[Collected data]
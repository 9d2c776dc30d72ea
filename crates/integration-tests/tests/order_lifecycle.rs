//! Order tools driven end to end through the tool executor.
//!
//! The suffix letter on an order id decides how the mock platform behaves;
//! these tests pin that behaviour for each lifecycle state.

#![allow(clippy::unwrap_used, clippy::indexing_slicing)]

use parcel_desk_integration_tests::{anchored_handler, call_tool};
use serde_json::{Value, json};

/// Order numbers every lifecycle property is checked against.
const NUMBERS: std::ops::Range<u32> = 1000..1040;

async fn order(order_id: &str) -> Value {
    let handler = anchored_handler();
    let result = call_tool(&handler, "get_order_status", json!({ "order_id": order_id }))
        .await
        .unwrap();
    assert!(!result.is_error(), "{order_id} should resolve");
    result.into_value()
}

// =============================================================================
// Lookup
// =============================================================================

#[tokio::test]
async fn test_delivered_orders_end_with_delivery_scan() {
    for n in NUMBERS {
        let record = order(&format!("ORD-{n}-D")).await;
        assert_eq!(record["status"], "delivered", "{n}");

        let events = record["tracking"]["events"].as_array().unwrap();
        assert!(!events.is_empty(), "{n}");
        assert_eq!(events.last().unwrap()["description"], "Delivered", "{n}");
    }
}

#[tokio::test]
async fn test_shipped_orders_have_carrier_but_no_scans() {
    for n in NUMBERS {
        let record = order(&format!("ORD-{n}-S")).await;
        assert_eq!(record["status"], "shipped", "{n}");

        let tracking = &record["tracking"];
        assert!(tracking["carrier"].as_str().is_some_and(|c| !c.is_empty()), "{n}");
        assert!(
            tracking["tracking_number"].as_str().is_some_and(|t| !t.is_empty()),
            "{n}"
        );
        assert_eq!(tracking["events"].as_array().map(Vec::len), Some(0), "{n}");
    }
}

#[tokio::test]
async fn test_in_transit_orders_have_scans() {
    for n in NUMBERS {
        let record = order(&format!("ORD-{n}-T")).await;
        assert_eq!(record["status"], "in_transit", "{n}");
        assert!(
            record["tracking"]["events"].as_array().is_some_and(|e| !e.is_empty()),
            "{n}"
        );
    }
}

#[tokio::test]
async fn test_processing_order_is_not_tracked() {
    let record = order("ORD-1004-P").await;
    assert_eq!(record["status"], "processing");
    assert!(record.get("tracking").is_none_or(Value::is_null));

    let handler = anchored_handler();
    let result = call_tool(&handler, "track_package", json!({ "order_id": "ORD-1004-P" }))
        .await
        .unwrap();
    assert!(result.is_error());
    assert_eq!(result.value()["error_code"], "not_tracked");
}

#[tokio::test]
async fn test_only_suffix_e_is_not_found() {
    let handler = anchored_handler();
    for n in NUMBERS {
        for suffix in ["", "-D", "-S", "-T", "-P", "-R", "-C", "-F"] {
            let order_id = format!("ORD-{n}{suffix}");
            let result = call_tool(&handler, "get_order_status", json!({ "order_id": order_id }))
                .await
                .unwrap();
            assert!(!result.is_error(), "{order_id} should resolve");
        }

        let order_id = format!("ORD-{n}-E");
        let result = call_tool(&handler, "get_order_status", json!({ "order_id": order_id }))
            .await
            .unwrap();
        assert!(result.is_error(), "{order_id}");
        assert_eq!(result.value()["error_code"], "order_not_found", "{order_id}");
    }

    let result = call_tool(&handler, "get_order_status", json!({ "order_id": "12345" }))
        .await
        .unwrap();
    assert!(!result.is_error());
}

#[tokio::test]
async fn test_lookups_are_repeatable() {
    let first = order("ORD-1003-T").await;
    let second = order("ORD-1003-T").await;
    assert_eq!(first, second);
}

#[tokio::test]
async fn test_numeric_part_changes_details() {
    let one = order("ORD-1001-D").await;
    let two = order("ORD-2002-D").await;
    assert_eq!(one["status"], two["status"]);
    assert_ne!(
        one["tracking"]["tracking_number"],
        two["tracking"]["tracking_number"]
    );
}

// =============================================================================
// Actions
// =============================================================================

#[tokio::test]
async fn test_cancel_processing_order() {
    let handler = anchored_handler();
    let result = call_tool(
        &handler,
        "cancel_order",
        json!({ "order_id": "ORD-1004-P", "reason": "Ordered twice" }),
    )
    .await
    .unwrap();

    assert!(!result.is_error());
    let action = result.value();
    assert_eq!(action["success"], true);
    assert_eq!(action["order_id"], "ORD-1004-P");
    assert_eq!(action["new_status"], "cancelled");
}

#[tokio::test]
async fn test_cancel_refused_for_terminal_orders() {
    let handler = anchored_handler();
    for n in NUMBERS {
        for suffix in ["C", "F", "D"] {
            let order_id = format!("ORD-{n}-{suffix}");
            let result = call_tool(&handler, "cancel_order", json!({ "order_id": order_id }))
                .await
                .unwrap();
            assert!(result.is_error(), "{order_id} should not cancel");
            assert_eq!(result.value()["success"], false);
            assert_eq!(result.value()["error_code"], "not_cancellable", "{order_id}");
        }
    }
}

#[tokio::test]
async fn test_return_delivered_order() {
    let handler = anchored_handler();
    let result = call_tool(
        &handler,
        "process_return",
        json!({ "order_id": "ORD-1001-D", "reason": "Wrong colour" }),
    )
    .await
    .unwrap();

    assert!(!result.is_error());
    let action = result.value();
    assert_eq!(action["success"], true);
    assert_eq!(action["return_details"]["reason"], "Wrong colour");
    assert_eq!(action["return_details"]["status"], "initiated");
}

#[tokio::test]
async fn test_every_delivered_order_can_be_returned() {
    let handler = anchored_handler();
    for n in NUMBERS {
        let order_id = format!("ORD-{n}-D");
        let result = call_tool(&handler, "process_return", json!({ "order_id": order_id }))
            .await
            .unwrap();
        assert!(!result.is_error(), "{order_id}");
        assert_eq!(result.value()["success"], true, "{order_id}");
    }
}

#[tokio::test]
async fn test_return_refused_before_delivery() {
    let handler = anchored_handler();
    let result = call_tool(&handler, "process_return", json!({ "order_id": "ORD-1002-S" }))
        .await
        .unwrap();
    assert!(result.is_error());
    assert_eq!(result.value()["error_code"], "not_returnable");
}

#[tokio::test]
async fn test_actions_on_missing_order() {
    let handler = anchored_handler();
    for tool in ["cancel_order", "process_return", "track_package"] {
        let result = call_tool(&handler, tool, json!({ "order_id": "ORD-9999-E" }))
            .await
            .unwrap();
        assert!(result.is_error(), "{tool}");
        assert_eq!(result.value()["error_code"], "order_not_found", "{tool}");
    }
}

#[tokio::test]
async fn test_blank_order_id_is_invalid() {
    let handler = anchored_handler();
    for tool in ["get_order_status", "cancel_order", "process_return", "track_package"] {
        let result = call_tool(&handler, tool, json!({ "order_id": "   " }))
            .await
            .unwrap();
        assert!(result.is_error(), "{tool}");
        assert_eq!(result.value()["error_code"], "invalid_argument", "{tool}");
    }
}

// =============================================================================
// Customer history
// =============================================================================

#[tokio::test]
async fn test_customer_history_lists_owned_orders() {
    let handler = anchored_handler();
    let result = call_tool(
        &handler,
        "get_customer_orders",
        json!({ "customer_id": "CUST-103" }),
    )
    .await
    .unwrap();
    assert!(!result.is_error());

    let orders = result.value()["orders"].as_array().unwrap().clone();
    assert!(!orders.is_empty());
    for summary in &orders {
        let order_id = summary["order_id"].as_str().unwrap();
        let result = call_tool(
            &handler,
            "get_order_status",
            json!({ "order_id": order_id, "customer_id": "CUST-103" }),
        )
        .await
        .unwrap();
        assert!(!result.is_error(), "{order_id}");
        assert_eq!(result.value()["status"], summary["status"], "{order_id}");
        assert_eq!(result.value()["total"], summary["total"], "{order_id}");
    }
}

#[tokio::test]
async fn test_customer_history_filters_by_status() {
    let handler = anchored_handler();
    let result = call_tool(
        &handler,
        "get_customer_orders",
        json!({ "customer_id": "CUST-150", "status": "delivered", "limit": 20 }),
    )
    .await
    .unwrap();
    assert!(!result.is_error());
    let orders = result.value()["orders"].as_array().unwrap().clone();
    assert!(orders.iter().all(|o| o["status"] == "delivered"));
}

> _Work to be completed_
Return the lines of the records that include the string "events".

> _Expected output_
        let events = record["tracking"]["events"].as_array().unwrap();
        assert!(!events.is_empty(), "{n}");
        assert_eq!(events.last().unwrap()["description"], "Delivered", "{n}");
        assert_eq!(tracking["events"].as_array().map(Vec::len), Some(0), "{n}");
            record["tracking"]["events"].as_array().is_some_and(|e| !e.is_empty()),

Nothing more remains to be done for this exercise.